First day of summer preschool

Friday, July 5, 2013

Being a mother

Several weeks ago Chad and I were watching the show NOVA on PBS and I have thought about that episode a zillion times since. It was talking about how similar apes and humans are, but then also showing the significant aspects that the apes lack that have stopped them from being just like humans. As they kept saying on the show, they were highlighting some fundamental behaviors that apes are missing which prevent the world from turning into the "planet of the apes". The similarities are eerie that is for sure. However, what I found the most intriguing, and haunting, was the footage they showed of a mother chimpanzee mourning her dead child. The mother literally carried her child's body around until it was nearly completely decomposed. She slung it over her back as she would do if it were alive, and she hugged it, and held it, and looked at it lovingly, as if to say, "Why are you dead? Why?" 
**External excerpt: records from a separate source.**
// Centralized error handling for the capsule protocol
// Every variant carries enough context to print a suggestion for the operator

use std::fmt;
use std::io;
use std::path::PathBuf;

/// Main error type for packing and replaying capsules
#[derive(Debug)]
pub enum CapsuleError {
    /// Bad or missing arguments, detected before any work begins
    Configuration { message: String },

    /// File system errors with context
    DirectoryNotFound { path: PathBuf },
    FileNotFound { path: PathBuf },
    PermissionDenied { path: PathBuf, operation: String },
    TargetNotEmpty { path: PathBuf },
    Io { path: Option<PathBuf>, operation: String, source: io::Error },

    /// Unreadable entry while walking a tree
    Scan { path: PathBuf, reason: String },

    /// Generation-time failure; aborts the whole build
    Encode { path: String, reason: String },
    /// Reconstruction-time failures; fatal to a single entry only
    Decode { path: String, reason: String },
    Write { path: String, reason: String },

    /// The artifact bytes do not follow the capsule layout
    ArtifactFormat { line: usize, reason: String },

    /// Stamped digest and recomputed digest disagree
    IntegrityMismatch { expected: String, computed: String },

    /// Operator answered "no" to a confirmation prompt
    UserDeclined { action: String },
    /// SIGINT/SIGTERM arrived while scratch resources were live
    Interrupted,
}

impl fmt::Display for CapsuleError {
    fn fmt(&self, f: &mut fmt::Formatter<'_>) -> fmt::Result {
        match self {
            CapsuleError::Configuration { message } => {
                writeln!(f, "Invalid configuration: {}", message)?;
                write!(f, "Suggestion: Run with --help to see usage information")
            }
            CapsuleError::DirectoryNotFound { path } => {
                writeln!(f, "Directory not found: {}", path.display())?;
                write!(f, "Suggestion: Check that the directory path is correct and the directory exists")
            }
            CapsuleError::FileNotFound { path } => {
                writeln!(f, "File not found: {}", path.display())?;
                write!(f, "Suggestion: Check that the file path is correct and the file exists")
            }
            CapsuleError::PermissionDenied { path, operation } => {
                writeln!(f, "Permission denied while {}: {}", operation, path.display())?;
                write!(f, "Suggestion: Check file permissions or run with appropriate privileges")
            }
            CapsuleError::TargetNotEmpty { path } => {
                writeln!(f, "Target directory already exists and is not empty: {}", path.display())?;
                write!(f, "Suggestion: Use --update to overwrite, or choose another --target-dir")
            }
            CapsuleError::Io { path, operation, source } => {
                if let Some(p) = path {
                    writeln!(f, "I/O error while {} {}: {}", operation, p.display(), source)?;
                } else {
                    writeln!(f, "I/O error while {}: {}", operation, source)?;
                }
                write!(f, "Suggestion: Check file permissions and disk space")
            }
            CapsuleError::Scan { path, reason } => {
                writeln!(f, "Cannot scan {}: {}", path.display(), reason)?;
                write!(f, "Suggestion: Check that the file is readable")
            }
            CapsuleError::Encode { path, reason } => {
                writeln!(f, "Failed to encode {}: {}", path, reason)?;
                write!(f, "Suggestion: No artifact was written; fix the source entry and pack again")
            }
            CapsuleError::Decode { path, reason } => {
                writeln!(f, "Failed to decode {}: {}", path, reason)?;
                write!(f, "Suggestion: The artifact may be truncated or edited; regenerate it")
            }
            CapsuleError::Write { path, reason } => {
                writeln!(f, "Failed to write {}: {}", path, reason)?;
                write!(f, "Suggestion: Fix the target location and run again with --retry-failed")
            }
            CapsuleError::ArtifactFormat { line, reason } => {
                writeln!(f, "Malformed artifact at line {}: {}", line, reason)?;
                write!(f, "Suggestion: Check that the file is a capsule produced by 'capsule pack'")
            }
            CapsuleError::IntegrityMismatch { expected, computed } => {
                writeln!(f, "Integrity check failed")?;
                writeln!(f, "  Expected: {}", expected)?;
                writeln!(f, "  Computed: {}", computed)?;
                write!(f, "Suggestion: The tree drifted from the capsule; use --diff to inspect")
            }
            CapsuleError::UserDeclined { action } => {
                write!(f, "Cancelled: {} was declined", action)
            }
            CapsuleError::Interrupted => {
                write!(f, "Interrupted; scratch files were removed")
            }
        }
    }
}

impl std::error::Error for CapsuleError {
    fn source(&self) -> Option<&(dyn std::error::Error + 'static)> {
        match self {
            CapsuleError::Io { source, .. } => Some(source),
            _ => None,
        }
    }
}

impl CapsuleError {
    /// Create an I/O error with context about the operation and optional path
    pub fn from_io_error(err: io::Error, operation: &str, path: Option<PathBuf>) -> Self {
        match (err.kind(), path) {
            (io::ErrorKind::NotFound, Some(p)) => {
                if operation.contains("directory") {
                    CapsuleError::DirectoryNotFound { path: p }
                } else {
                    CapsuleError::FileNotFound { path: p }
                }
            }
            (io::ErrorKind::PermissionDenied, Some(p)) => CapsuleError::PermissionDenied {
                path: p,
                operation: operation.to_string(),
            },
            (_, path) => CapsuleError::Io {
                path,
                operation: operation.to_string(),
                source: err,
            },
        }
    }

    pub fn config(message: impl Into<String>) -> Self {
        CapsuleError::Configuration { message: message.into() }
    }
}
What has run through my mind about that footage is how similar the emotions seem to be between humans and apes. I truly believe that if it weren't for the fact that we would be instantly shackled and sent to a sanitarium for life, human mothers would react in the exact same way if they had a child that died. I believe that to be true because I feel certain that I would need to be sedated and have Lucy pried out of my arms if she ever passed away. I feel this certainty based on how I feel about her each and every day.  Some days are more heartbreaking than others, but regardless, every day brings at least a tiny bit of heartbreak for what Lu has lost, what she is missing in life, and what I want for her, but can't give her because it is out of my control. I feel so...fierce? Passionate? Primal? I'm not sure that there is really a word that describes how I feel about Lu's well-being better than the video of that momma chimp carrying her dead baby. Maybe what I am saying is that I don't always feel the civilized "human" feelings that are socially acceptable when it comes to Lu. I kind of feel like a wild animal that will do anything to see that she is safe, healthy, happy, and whole. 
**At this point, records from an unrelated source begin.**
// Tests for the diff mode

use crate::common::*;
use capsule::protocol::signal::InterruptGuard;
use capsule::protocol::{Artifact, CapsuleError, ReconstructionEngine, RunMode, RunOptions};
use std::fs;
use tempfile::TempDir;

fn diff(reference: &std::path::Path, filter: Option<&str>) -> RunMode {
    RunMode::Diff { reference: reference.to_path_buf(), filter: filter.map(str::to_string) }
}

#[test]
fn test_diff_against_exact_reconstruction_is_clean() {
    let src = TempDir::new().unwrap();
    let out = TempDir::new().unwrap();
    project_tree(src.path());
    let summary = pack(src.path(), out.path(), &["*.log"]);

    let target = TempDir::new().unwrap();
    run(&summary.artifact_path, target.path(), RunMode::Create);

    let report = run(&summary.artifact_path, target.path(), diff(target.path(), None));
    let result = report.diff.as_ref().unwrap();
    assert!(result.is_clean(), "{:?}", result);
    assert_eq!(result.unchanged, 5);
    assert!(report.is_success());
}

#[test]
fn test_diff_against_source_ignores_excluded_files() {
    let src = TempDir::new().unwrap();
    let out = TempDir::new().unwrap();
    project_tree(src.path());
    let summary = pack(src.path(), out.path(), &["*.log"]);

    // the source still holds .git, .gitignore and build.log
    let report = run(&summary.artifact_path, out.path(), diff(src.path(), None));
    assert!(report.diff.unwrap().is_clean());
}

#[test]
fn test_diff_reports_drift_and_fails() {
    let src = TempDir::new().unwrap();
    let out = TempDir::new().unwrap();
    project_tree(src.path());
    let summary = pack(src.path(), out.path(), &["*.log"]);

    write_file(src.path(), "src/main.rs", b"fn main() { changed(); }\n");
    write_file(src.path(), "NEW.md", b"new\n");
    fs::remove_file(src.path().join("empty.txt")).unwrap();

    let report = run(&summary.artifact_path, out.path(), diff(src.path(), None));
    let result = report.diff.as_ref().unwrap();
    assert_eq!(result.changed.len(), 1);
    assert_eq!(result.changed[0].path, "src/main.rs");
    assert_eq!(result.only_in_reference, vec!["NEW.md"]);
    assert_eq!(result.only_in_capsule, vec!["empty.txt"]);
    assert_eq!(report.exit_code(), 1);
}

#[test]
fn test_diff_filter_limits_both_sides() {
    let src = TempDir::new().unwrap();
    let out = TempDir::new().unwrap();
    project_tree(src.path());
    let summary = pack(src.path(), out.path(), &["*.log"]);
    write_file(src.path(), "README.md", b"changed outside the filter\n");

    let report = run(&summary.artifact_path, out.path(), diff(src.path(), Some("src/**")));
    let result = report.diff.unwrap();
    assert!(result.is_clean());
    assert_eq!(result.capsule_files, 2);
}

#[test]
fn test_diff_requires_existing_reference() {
    let src = TempDir::new().unwrap();
    let out = TempDir::new().unwrap();
    project_tree(src.path());
    let summary = pack(src.path(), out.path(), &[]);

    let missing = out.path().join("missing");
    let err = run_mode(&summary.artifact_path, out.path(), diff(&missing, None), &mut Answer::no()).unwrap_err();
    assert!(matches!(err, CapsuleError::DirectoryNotFound { .. }));
}

#[test]
fn test_interrupted_diff_removes_its_scratch_directory() {
    let src = TempDir::new().unwrap();
    let out = TempDir::new().unwrap();
    project_tree(src.path());
    let summary = pack(src.path(), out.path(), &["*.log"]);
    let artifact = Artifact::read_from(&summary.artifact_path).unwrap();

    let scratch = TempDir::new().unwrap();
    let options = RunOptions {
        artifact_path: Some(summary.artifact_path.clone()),
        target_dir: None,
        mode: diff(src.path(), None),
        scratch_root: Some(scratch.path().to_path_buf()),
    };
    let guard = InterruptGuard::install();
    guard.trigger();

    let err = ReconstructionEngine::new(&artifact, options)
        .run_guarded(&mut Answer::no(), &guard)
        .unwrap_err();
    assert!(matches!(err, CapsuleError::Interrupted));
    assert_eq!(fs::read_dir(scratch.path()).unwrap().count(), 0);
}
What I also believe is that the majority of human mothers feel the same way. The sisterhood of motherhood, I think, is a strong bond that our society's civilized rules have watered down to the point that mothers are more casual with each other. Mothers can be judgemental, stand-offish, and unfriendly even, in spite of the fact that each of us would be likely to attack an intruder in our homes to protect our children, or lift a car to save them...or claw someone's eyes out if they threatened to hurt our precious babies.  I believe that just below the surface, most mothers are ready to pounce at the mere notion that someone might hurt their young, just like animals in the wild.
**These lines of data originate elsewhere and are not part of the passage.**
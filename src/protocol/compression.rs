//! Payload compression for binary entries.
//!
//! A binary payload is compressed before transport encoding only when the
//! result is strictly smaller and the file is not a known compressed format.

use flate2::read::GzDecoder;
use flate2::write::GzEncoder;
use std::io::{self, Read, Write};
use std::path::Path;

pub const DEFAULT_LEVEL: u8 = 6;

/// File extensions whose content is already compressed; recompressing them
/// wastes time for no gain.
const PRECOMPRESSED: &[&str] = &[
    "gz", "tgz", "zst", "zip", "7z", "rar", "xz", "bz2", "lz4", "lzma", "jar", "whl", "jpg", "jpeg", "png", "gif",
    "webp", "mp3", "mp4", "mkv", "mov", "webm", "flac", "ogg", "woff", "woff2", "pdf", "docx", "xlsx", "pptx",
];

#[derive(Debug, Clone, Copy, PartialEq, Eq, Default)]
pub enum PayloadCompression {
    None,
    #[default]
    Gzip,
    Zstd,
}

impl PayloadCompression {
    /// Suffix used in `base64+<label>` encoding tags and in configuration.
    pub fn label(self) -> &'static str {
        match self {
            Self::None => "none",
            Self::Gzip => "gzip",
            Self::Zstd => "zstd",
        }
    }

    pub fn parse(value: &str) -> Option<Self> {
        match value.trim().to_ascii_lowercase().as_str() {
            "" | "none" | "off" => Some(Self::None),
            "gzip" | "gz" => Some(Self::Gzip),
            "zstd" | "zst" => Some(Self::Zstd),
            _ => None,
        }
    }

    /// Compress `data`; `level` is clamped to 1-9.
    pub fn pack(self, data: &[u8], level: u8) -> io::Result<Vec<u8>> {
        let level = level.clamp(1, 9);
        match self {
            Self::None => Ok(data.to_vec()),
            Self::Gzip => {
                let mut encoder = GzEncoder::new(Vec::with_capacity(data.len() / 2), flate2::Compression::new(level.into()));
                encoder.write_all(data)?;
                encoder.finish()
            }
            Self::Zstd => zstd::encode_all(data, level.into()),
        }
    }

    pub fn unpack(self, data: &[u8]) -> io::Result<Vec<u8>> {
        match self {
            Self::None => Ok(data.to_vec()),
            Self::Gzip => {
                let mut out = Vec::new();
                GzDecoder::new(data).read_to_end(&mut out)?;
                Ok(out)
            }
            Self::Zstd => zstd::decode_all(data),
        }
    }
}

/// Whether the relative path names a format that is compressed already.
pub fn is_precompressed(key: &str) -> bool {
    Path::new(key)
        .extension()
        .and_then(|ext| ext.to_str())
        .map(|ext| PRECOMPRESSED.iter().any(|known| ext.eq_ignore_ascii_case(known)))
        .unwrap_or(false)
}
 I felt so incredibly sad watching that ape carry her baby because I think I can just imagine, just a little bit, what she might be feeling as she lovingly totes it around, trying to change its fate. But, she can't fight death, like she could fight a lion. I can't fight Rett Syndrome like I could fight an intruder.  They are not tangible foes, we can't beat them, we can only try to accept them and live with their consequences.  Acceptance might be the civilized response, however, and as I have stated, I don't think that "civilized" is a mother's gut-reaction, so we just keep fighting, and clawing, and carrying on.